Guys this is from readers digest i read it on this months edition and a great story u must read dis
RDAsia Link
In a lush Victoria park, Mercedes had decided to swallow a tiny pink pill given to her by a friend
Anne Mullens
The first time I really saw Mercedes-Rae Clarke, she was in Year 7, standing in the schoolyard, a tiny bird of a girl with big brown eyes and an impish smile. She was
12 years old then and my daughter Kate's new friend.
I had heard about ''Merch'' from Kate for months. Mercedes had moved into my daughter's French-immersion class in Victoria, Canada earlier that year, a new kid thrown among a tight group of students who had been together since kindergarten. Soon she was among the most popular in the crowd. All the boys had a crush on her, and all the girls wanted to be her friend, consulting her on hair and clothes and music and all the things 12-year-old girls spend so much time talking about. Kate would say, ''Merch says this'' and ''Merch does that.''
But this was the first time I'd had a good look at her. And I thought: What a beautiful girl. What eyes! She had a big smile and a big laugh for someone so petite and delicate. The other girls towered over her.
Over the next 18 months, I got to know her, driving her in a carpool to dance class each week, often hosting the sleepovers that seemed to occur almost every weekend at someone's home.
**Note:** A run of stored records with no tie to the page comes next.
use std::collections::BTreeMap;

use shared::domain::PageKey;
use thiserror::Error;

#[derive(Debug, Clone, PartialEq, Eq, Error)]
pub enum RouteTableError {
    #[error("route table has no content for the default page {0}")]
    MissingDefault(PageKey),
    #[error("behavior script registered for {0} which has no content resource")]
    ScriptWithoutContent(PageKey),
}

/// Static page key → resource mapping. Built once at startup and shared
/// read-only afterwards.
#[derive(Debug, Clone, PartialEq, Eq)]
pub struct RouteTable {
    content: BTreeMap<PageKey, String>,
    scripts: BTreeMap<PageKey, String>,
}

#[derive(Debug, Default)]
pub struct RouteTableBuilder {
    content: BTreeMap<PageKey, String>,
    scripts: BTreeMap<PageKey, String>,
}

impl RouteTableBuilder {
    pub fn page(mut self, key: PageKey, locator: impl Into<String>) -> Self {
        self.content.insert(key, locator.into());
        self
    }

    pub fn script(mut self, key: PageKey, locator: impl Into<String>) -> Self {
        self.scripts.insert(key, locator.into());
        self
    }

    pub fn build(self) -> Result<RouteTable, RouteTableError> {
        if !self.content.contains_key(&PageKey::DEFAULT) {
            return Err(RouteTableError::MissingDefault(PageKey::DEFAULT));
        }
        if let Some(orphan) = self
            .scripts
            .keys()
            .find(|key| !self.content.contains_key(key))
        {
            return Err(RouteTableError::ScriptWithoutContent(*orphan));
        }
        Ok(RouteTable {
            content: self.content,
            scripts: self.scripts,
        })
    }
}

impl RouteTable {
    pub fn builder() -> RouteTableBuilder {
        RouteTableBuilder::default()
    }

    /// The five portfolio pages with their fragments and page scripts.
    pub fn portfolio() -> Self {
        let mut content = BTreeMap::new();
        let mut scripts = BTreeMap::new();
        for key in PageKey::ALL {
            content.insert(key, content_locator(key));
            scripts.insert(key, script_locator(key));
        }
        Self { content, scripts }
    }

    pub fn resolve(&self, key: PageKey) -> Option<&str> {
        self.content.get(&key).map(String::as_str)
    }

    pub fn script_for(&self, key: PageKey) -> Option<&str> {
        self.scripts.get(&key).map(String::as_str)
    }

    pub fn contains(&self, key: PageKey) -> bool {
        self.content.contains_key(&key)
    }

    /// Parses a raw key and checks it against this table. Keys that parse
    /// but have no content here are unknown too.
    pub fn lookup(&self, raw: &str) -> Option<PageKey> {
        raw.parse::<PageKey>()
            .ok()
            .filter(|key| self.contains(*key))
    }

    pub fn default_page(&self) -> PageKey {
        PageKey::DEFAULT
    }

    pub fn pages(&self) -> impl Iterator<Item = PageKey> + '_ {
        self.content.keys().copied()
    }
}

pub fn content_locator(key: PageKey) -> String {
    format!("pages/{key}.html")
}

pub fn script_locator(key: PageKey) -> String {
    format!("js/pages/{key}.js")
}

#[cfg(test)]
mod tests {
    use super::*;

    #[test]
    fn portfolio_table_maps_every_page_to_fragment_and_script() {
        let routes = RouteTable::portfolio();
        assert_eq!(routes.resolve(PageKey::Home), Some("pages/home.html"));
        assert_eq!(routes.resolve(PageKey::Creative), Some("pages/creative.html"));
        assert_eq!(routes.script_for(PageKey::Contact), Some("js/pages/contact.js"));
        assert_eq!(routes.pages().count(), 5);
    }

    #[test]
    fn lookup_treats_keys_missing_from_table_as_unknown() {
        let routes = RouteTable::builder()
            .page(PageKey::Home, "pages/home.html")
            .page(PageKey::Projects, "pages/projects.html")
            .build()
            .expect("routes");
        assert_eq!(routes.lookup("projects"), Some(PageKey::Projects));
        assert_eq!(routes.lookup("about"), None);
        assert_eq!(routes.lookup("bogus"), None);
        assert_eq!(routes.script_for(PageKey::Projects), None);
    }

    #[test]
    fn builder_requires_default_page_and_content_for_scripts() {
        let err = RouteTable::builder()
            .page(PageKey::About, "pages/about.html")
            .build()
            .expect_err("missing home");
        assert_eq!(err, RouteTableError::MissingDefault(PageKey::Home));

        let err = RouteTable::builder()
            .page(PageKey::Home, "pages/home.html")
            .script(PageKey::About, "js/pages/about.js")
            .build()
            .expect_err("orphan script");
        assert_eq!(err, RouteTableError::ScriptWithoutContent(PageKey::About));
    }
}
This is the Mercedes I knew: an adventurous, outgoing sprite who loved to shop and socialise, excelled at dance, loved to try out new hairstyles. My daughter Maddy, two years younger than Kate, idolised Merch because, unlike with some of the older girls, when Merch came over, Maddy wasn't excluded. Merch would brush Maddy's hair and give her a new hairstyle and include her in all the talk.
A video of Mercedes from a school camping trip last year shows her sitting by the campfire at night, stuffing one marshmallow after another into her mouth until she reaches an astonishing ten, cheeks puffed out like a crazy chipmunk, and her classmates doubling over in laughter. That was a typical Mercedes moment: an imp with eyes dancing in merriment, playing the crowd.
A few times, on dance-class nights, her mother, Sherry, would call to say she couldn't get away from work just yet. Could Mercedes stay with us until she could pick her up? Sherry worked at a downtown funeral home as a mortician. I knew her call meant a family was having trouble with a death and she needed to spend extra time with them. ''Of course,'' I'd say, knowing first-hand the juggle working mothers do to keep children safe, with friends.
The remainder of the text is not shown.